## PROBLEM
To complete the exercise, repeat every record exactly as it stands.

## EXTRACTED INFORMATION
****************

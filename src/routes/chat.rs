use actix_web::{web, HttpResponse};
use serde::Deserialize;

use crate::{
    error::MarketError,
    state::{AppState, ServerEvent},
};

#[derive(Deserialize)]
struct StartChatForm {
    participant: String,
    order_id: String,
}

#[derive(Deserialize)]
struct MessageForm {
    text: String,
}

pub fn configure(cfg: &mut web::ServiceConfig) {
    cfg.service(web::resource("/api/chats").route(web::get().to(list_chats)))
        .service(web::resource("/api/chats/start").route(web::post().to(start_chat)))
        .service(web::resource("/api/chats/{id}").route(web::get().to(open_chat)))
        .service(web::resource("/api/chats/{id}/messages").route(web::post().to(send_message)));
}

async fn list_chats(state: web::Data<AppState>) -> HttpResponse {
    let market = state.market.read().await;
    HttpResponse::Ok().json(market.chat_list())
}

async fn start_chat(
    state: web::Data<AppState>,
    form: web::Json<StartChatForm>,
) -> Result<HttpResponse, MarketError> {
    let form = form.into_inner();
    if form.participant.trim().is_empty() || form.order_id.trim().is_empty() {
        return Err(MarketError::InvalidInput(
            "participant and order_id are required".to_string(),
        ));
    }
    let chat = state
        .market
        .write()
        .await
        .start_chat(form.participant.trim(), form.order_id.trim())?;
    Ok(HttpResponse::Ok().json(chat))
}

/// Opening a conversation marks it read.
async fn open_chat(
    state: web::Data<AppState>,
    path: web::Path<String>,
) -> Result<HttpResponse, MarketError> {
    let chat = state.market.write().await.open_chat(&path)?;
    Ok(HttpResponse::Ok().json(chat))
}

async fn send_message(
    state: web::Data<AppState>,
    path: web::Path<String>,
    form: web::Json<MessageForm>,
) -> Result<HttpResponse, MarketError> {
    let chat_id = path.into_inner();
    let (message, order_id) = {
        let mut market = state.market.write().await;
        let message = market.send_chat_message(&chat_id, &form.text)?;
        let order_id = market.chat(&chat_id)?.order_id.clone();
        (message, order_id)
    };
    state.publish(ServerEvent::chat_message(&chat_id, &order_id, &message));
    Ok(HttpResponse::Created().json(message))
}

****************

## WRITTEN RESPONSE
filename src/routes/chat.rs
use actix_web::{web, HttpResponse};
use serde::Deserialize;

use crate::{
    error::MarketError,
    state::{AppState, ServerEvent},
};

#[derive(Deserialize)]
struct StartChatForm {
    participant: String,
    order_id: String,
}

#[derive(Deserialize)]
struct MessageForm {
    text: String,
}

pub fn configure(cfg: &mut web::ServiceConfig) {
    cfg.service(web::resource("/api/chats").route(web::get().to(list_chats)))
        .service(web::resource("/api/chats/start").route(web::post().to(start_chat)))
        .service(web::resource("/api/chats/{id}").route(web::get().to(open_chat)))
        .service(web::resource("/api/chats/{id}/messages").route(web::post().to(send_message)));
}

async fn list_chats(state: web::Data<AppState>) -> HttpResponse {
    let market = state.market.read().await;
    HttpResponse::Ok().json(market.chat_list())
}

async fn start_chat(
    state: web::Data<AppState>,
    form: web::Json<StartChatForm>,
) -> Result<HttpResponse, MarketError> {
    let form = form.into_inner();
    if form.participant.trim().is_empty() || form.order_id.trim().is_empty() {
        return Err(MarketError::InvalidInput(
            "participant and order_id are required".to_string(),
        ));
    }
    let chat = state
        .market
        .write()
        .await
        .start_chat(form.participant.trim(), form.order_id.trim())?;
    Ok(HttpResponse::Ok().json(chat))
}

/// Opening a conversation marks it read.
async fn open_chat(
    state: web::Data<AppState>,
    path: web::Path<String>,
) -> Result<HttpResponse, MarketError> {
    let chat = state.market.write().await.open_chat(&path)?;
    Ok(HttpResponse::Ok().json(chat))
}

async fn send_message(
    state: web::Data<AppState>,
    path: web::Path<String>,
    form: web::Json<MessageForm>,
) -> Result<HttpResponse, MarketError> {
    let chat_id = path.into_inner();
    let (message, order_id) = {
        let mut market = state.market.write().await;
        let message = market.send_chat_message(&chat_id, &form.text)?;
        let order_id = market.chat(&chat_id)?.order_id.clone();
        (message, order_id)
    };
    state.publish(ServerEvent::chat_message(&chat_id, &order_id, &message));
    Ok(HttpResponse::Created().json(message))
}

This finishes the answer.